Try it:
Search the entries below for the string "into" and copy the lines that hold it.

*** Supplied records

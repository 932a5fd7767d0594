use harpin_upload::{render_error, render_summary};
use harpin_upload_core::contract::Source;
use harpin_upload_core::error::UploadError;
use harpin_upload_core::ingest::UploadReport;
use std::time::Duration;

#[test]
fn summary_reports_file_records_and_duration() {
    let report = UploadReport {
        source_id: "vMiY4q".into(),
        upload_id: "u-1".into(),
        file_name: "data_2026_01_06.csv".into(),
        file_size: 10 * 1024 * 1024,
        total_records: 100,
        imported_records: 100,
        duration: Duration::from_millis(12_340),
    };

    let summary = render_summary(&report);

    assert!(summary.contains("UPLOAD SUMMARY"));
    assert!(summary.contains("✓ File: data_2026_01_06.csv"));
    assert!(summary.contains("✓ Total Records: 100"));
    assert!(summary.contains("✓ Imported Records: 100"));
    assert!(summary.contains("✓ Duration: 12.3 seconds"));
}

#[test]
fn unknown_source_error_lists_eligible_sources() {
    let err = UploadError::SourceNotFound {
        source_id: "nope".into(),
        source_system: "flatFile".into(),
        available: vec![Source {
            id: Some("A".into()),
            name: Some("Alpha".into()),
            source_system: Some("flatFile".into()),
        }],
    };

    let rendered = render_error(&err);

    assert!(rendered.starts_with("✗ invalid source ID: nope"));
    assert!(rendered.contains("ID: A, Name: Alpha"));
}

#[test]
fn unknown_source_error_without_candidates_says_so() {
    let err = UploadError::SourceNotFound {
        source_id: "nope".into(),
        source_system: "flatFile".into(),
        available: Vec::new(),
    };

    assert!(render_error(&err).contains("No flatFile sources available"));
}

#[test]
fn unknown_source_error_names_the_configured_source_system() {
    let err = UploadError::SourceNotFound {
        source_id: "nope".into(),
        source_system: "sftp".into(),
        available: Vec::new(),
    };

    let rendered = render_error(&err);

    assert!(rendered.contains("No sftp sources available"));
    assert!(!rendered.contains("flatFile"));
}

******
*** Supplied records

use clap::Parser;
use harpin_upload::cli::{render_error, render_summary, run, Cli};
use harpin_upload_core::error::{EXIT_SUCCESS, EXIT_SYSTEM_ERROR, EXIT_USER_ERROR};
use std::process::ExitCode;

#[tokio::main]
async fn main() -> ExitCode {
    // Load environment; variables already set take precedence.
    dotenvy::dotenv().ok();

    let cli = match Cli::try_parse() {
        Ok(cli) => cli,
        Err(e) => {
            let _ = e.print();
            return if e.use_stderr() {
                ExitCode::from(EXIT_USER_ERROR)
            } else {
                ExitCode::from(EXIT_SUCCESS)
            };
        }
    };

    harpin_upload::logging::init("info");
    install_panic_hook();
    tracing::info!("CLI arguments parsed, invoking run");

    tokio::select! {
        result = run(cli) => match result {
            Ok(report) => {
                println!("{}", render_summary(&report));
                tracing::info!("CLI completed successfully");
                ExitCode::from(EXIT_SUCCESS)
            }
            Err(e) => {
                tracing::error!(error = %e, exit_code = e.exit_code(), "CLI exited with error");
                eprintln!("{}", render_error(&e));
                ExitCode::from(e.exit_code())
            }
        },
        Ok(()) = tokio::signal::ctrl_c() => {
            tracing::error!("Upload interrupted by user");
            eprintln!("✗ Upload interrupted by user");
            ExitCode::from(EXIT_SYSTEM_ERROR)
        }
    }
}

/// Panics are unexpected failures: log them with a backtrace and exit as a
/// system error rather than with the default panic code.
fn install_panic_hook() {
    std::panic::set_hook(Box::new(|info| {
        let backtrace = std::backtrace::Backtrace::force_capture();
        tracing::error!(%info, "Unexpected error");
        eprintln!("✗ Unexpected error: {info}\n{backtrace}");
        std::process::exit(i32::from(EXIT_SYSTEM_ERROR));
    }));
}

******

Task output:
        source_id: "vMiY4q".into(),
        upload_id: "u-1".into(),
        file_name: "data_2026_01_06.csv".into(),
        source_id: "nope".into(),
        source_system: "flatFile".into(),
            id: Some("A".into()),
            name: Some("Alpha".into()),
            source_system: Some("flatFile".into()),
        source_id: "nope".into(),
        source_system: "flatFile".into(),
        source_id: "nope".into(),
        source_system: "sftp".into(),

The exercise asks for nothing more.